_PROBLEM DESCRIPTION_
Collect every line below that contains the word "Opens".

_PROVIDED DATA_
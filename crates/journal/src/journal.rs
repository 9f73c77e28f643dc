//! Writer and reader handles.
//!
//! A journal directory has at most one [`JournalWriter`] per process. Writes
//! happen inside a [`WriteTx`], which holds the writer's lock until it is
//! dropped. Readers take [`TxContext`] snapshots through a [`JournalReader`]
//! and never wait for the writer.
//!
//! # Example
//!
//! ```rust,no_run
//! use alopex_journal::{JournalConfig, JournalMetadata, JournalReader, JournalWriter, Value};
//! use alopex_journal::ReadTransactionContext;
//!
//! # fn main() -> alopex_journal::Result<()> {
//! let metadata = JournalMetadata::builder("ts").symbol("sym").double("price").build()?;
//! let writer = JournalWriter::open("/tmp/quotes", metadata.clone(), JournalConfig::default())?;
//!
//! let mut tx = writer.begin()?;
//! tx.append(&[Value::Timestamp(1), Value::Symbol("AAPL".into()), Value::Double(1.5)])?;
//! tx.commit()?;
//!
//! let reader = JournalReader::open("/tmp/quotes", metadata, JournalConfig::default())?;
//! let snapshot = reader.snapshot()?;
//! assert_eq!(snapshot.row_count(1), 1);
//! # Ok(())
//! # }
//! ```

use crate::config::JournalConfig;
use crate::error::{JournalError, Result};
use crate::partition::lock::ReadGuard;
use crate::partition::manager::{AccessMode, PartitionManager, PartitionManagerStats};
use crate::partition::naming::PartitionType;
use crate::row_id::RowId;
use crate::schema::{JournalMetadata, Value};
use crate::storage::{MappedStorageProvider, StorageProvider};
use crate::tx::TxContext;
use parking_lot::{Mutex, MutexGuard, RwLock};
use std::collections::BTreeSet;
use std::fs;
use std::path::{Path, PathBuf};
use std::sync::Arc;
use tracing::debug;

static OPEN_WRITERS: Mutex<BTreeSet<PathBuf>> = parking_lot::const_mutex(BTreeSet::new());

/// Claim on a journal directory, released on drop.
struct WriterRegistration {
    root: PathBuf,
}

impl WriterRegistration {
    fn claim(root: &Path) -> Result<Self> {
        let mut writers = OPEN_WRITERS.lock();
        if !writers.insert(root.to_path_buf()) {
            return Err(JournalError::WriterAlreadyOpen(root.to_path_buf()));
        }
        Ok(Self {
            root: root.to_path_buf(),
        })
    }
}

impl Drop for WriterRegistration {
    fn drop(&mut self) {
        OPEN_WRITERS.lock().remove(&self.root);
    }
}

fn default_provider(config: &JournalConfig) -> Arc<dyn StorageProvider> {
    Arc::new(MappedStorageProvider::new(config.grow_size, config.sync_mode))
}

/// The single writer of a journal.
pub struct JournalWriter {
    manager: Mutex<PartitionManager>,
    _registration: WriterRegistration,
}

impl JournalWriter {
    /// Opens (creating if needed) the journal at `root` for writing.
    ///
    /// # Errors
    ///
    /// Returns [`JournalError::WriterAlreadyOpen`] if this process already has
    /// a writer for the same directory.
    pub fn open(
        root: impl AsRef<Path>,
        metadata: JournalMetadata,
        config: JournalConfig,
    ) -> Result<Self> {
        let provider = default_provider(&config);
        Self::open_with_provider(root, metadata, config, provider)
    }

    /// Opens the journal with a caller-supplied storage provider.
    pub fn open_with_provider(
        root: impl AsRef<Path>,
        metadata: JournalMetadata,
        config: JournalConfig,
        provider: Arc<dyn StorageProvider>,
    ) -> Result<Self> {
        fs::create_dir_all(root.as_ref())?;
        let root = root.as_ref().canonicalize()?;
        let registration = WriterRegistration::claim(&root)?;
        let manager = PartitionManager::open(
            &root,
            Arc::new(metadata),
            config,
            AccessMode::ReadWrite,
            provider,
        )?;
        Ok(Self {
            manager: Mutex::new(manager),
            _registration: registration,
        })
    }

    /// Starts a write transaction, waiting for any transaction in progress.
    ///
    /// The returned transaction holds the writer's lock until it is dropped.
    pub fn begin(&self) -> Result<WriteTx<'_>> {
        let mut manager = self.manager.lock();
        let tx = manager.read_tx_log()?;
        Ok(WriteTx { manager, tx })
    }

    /// Returns a copy of the last committed transaction.
    pub fn snapshot(&self) -> Result<TxContext> {
        self.manager.lock().read_tx_log()
    }

    /// Partition type in effect, which is the one recorded on disk.
    pub fn partition_type(&self) -> PartitionType {
        self.manager.lock().partition_type()
    }

    /// Statistics about the journal's partitions.
    pub fn stats(&self) -> PartitionManagerStats {
        self.manager.lock().stats()
    }
}

/// An open write transaction.
///
/// Rows appended here are invisible to readers until [`WriteTx::commit`]
/// succeeds. Dropping the transaction discards whatever was not committed.
pub struct WriteTx<'a> {
    manager: MutexGuard<'a, PartitionManager>,
    tx: TxContext,
}

impl WriteTx<'_> {
    /// Appends one row and returns its row id.
    ///
    /// # Errors
    ///
    /// Returns [`JournalError::SchemaMismatch`] for a row that does not fit
    /// the layout and [`JournalError::OutOfOrderAppend`] for a timestamp below
    /// its partition's last timestamp. Neither changes the transaction.
    pub fn append(&mut self, values: &[Value]) -> Result<RowId> {
        self.manager.append_row(&mut self.tx, values)
    }

    /// Commits every row appended so far.
    ///
    /// On failure nothing is published and the pending rows are kept, so the
    /// commit may be retried.
    pub fn commit(&mut self) -> Result<()> {
        self.manager.commit(&self.tx)?;
        self.tx = self.manager.read_tx_log()?;
        Ok(())
    }

    /// Transaction state including uncommitted rows.
    pub fn tx(&self) -> &TxContext {
        &self.tx
    }
}

impl Drop for WriteTx<'_> {
    fn drop(&mut self) {
        if self.tx.has_updates() {
            debug!("Discarding uncommitted write transaction");
        }
        self.manager.discard_pending();
    }
}

/// A read-only handle taking snapshots of a journal.
pub struct JournalReader {
    manager: RwLock<PartitionManager>,
}

impl JournalReader {
    /// Opens the existing journal at `root` for reading.
    pub fn open(
        root: impl AsRef<Path>,
        metadata: JournalMetadata,
        config: JournalConfig,
    ) -> Result<Self> {
        let provider = default_provider(&config);
        Self::open_with_provider(root, metadata, config, provider)
    }

    /// Opens the journal with a caller-supplied storage provider.
    pub fn open_with_provider(
        root: impl AsRef<Path>,
        metadata: JournalMetadata,
        config: JournalConfig,
        provider: Arc<dyn StorageProvider>,
    ) -> Result<Self> {
        let manager = PartitionManager::open(
            root,
            Arc::new(metadata),
            config,
            AccessMode::ReadOnly,
            provider,
        )?;
        Ok(Self {
            manager: RwLock::new(manager),
        })
    }

    /// Takes a snapshot of the latest published transaction.
    ///
    /// Earlier snapshots are unaffected.
    pub fn snapshot(&self) -> Result<TxContext> {
        self.manager.write().read_tx_log()
    }

    /// Reads the value of `column` in row `row_id` as of `tx`.
    ///
    /// # Errors
    ///
    /// Returns [`JournalError::RowOutOfRange`] if the row is not visible in
    /// `tx` and [`JournalError::LockTimeout`] if its partition stays locked by
    /// eviction.
    pub fn read_value(&self, tx: &TxContext, row_id: RowId, column: &str) -> Result<Value> {
        let manager = self.manager.read();
        let column = manager.metadata().column_index(column)?;
        manager.read_value(tx, row_id, column)
    }

    /// Returns the rows of `tx` whose symbol `column` equals `value`.
    pub fn rows_for_symbol(&self, tx: &TxContext, column: &str, value: &str) -> Result<Vec<RowId>> {
        let manager = self.manager.read();
        let column = manager.metadata().column_index(column)?;
        manager.rows_for_symbol(tx, column, value)
    }

    /// Closes the least recently used partitions beyond the configured limit.
    pub fn evict_idle(&self) -> Result<usize> {
        self.manager.read().evict_idle()
    }

    /// Holds a partition open against eviction until the guard is dropped.
    pub fn read_lock(&self, partition_id: u32) -> Result<ReadGuard> {
        self.manager.read().read_lock(partition_id)
    }

    /// Ids of the partitions known to this handle.
    pub fn partition_ids(&self) -> Vec<u32> {
        self.manager
            .read()
            .partitions()
            .iter()
            .map(|partition| partition.id())
            .collect()
    }

    /// Directory currently backing a partition.
    pub fn partition_dir(&self, partition_id: u32) -> Option<PathBuf> {
        self.manager
            .read()
            .partition(partition_id)
            .map(|partition| partition.dir().to_path_buf())
    }

    /// Partition type in effect, which is the one recorded on disk.
    pub fn partition_type(&self) -> PartitionType {
        self.manager.read().partition_type()
    }

    /// Statistics about the journal's partitions.
    pub fn stats(&self) -> PartitionManagerStats {
        self.manager.read().stats()
    }
}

_REPLY TO THE EXERCISE_
    /// Opens (creating if needed) the journal at `root` for writing.
    /// Opens the journal with a caller-supplied storage provider.
    /// Opens the existing journal at `root` for reading.
    /// Opens the journal with a caller-supplied storage provider.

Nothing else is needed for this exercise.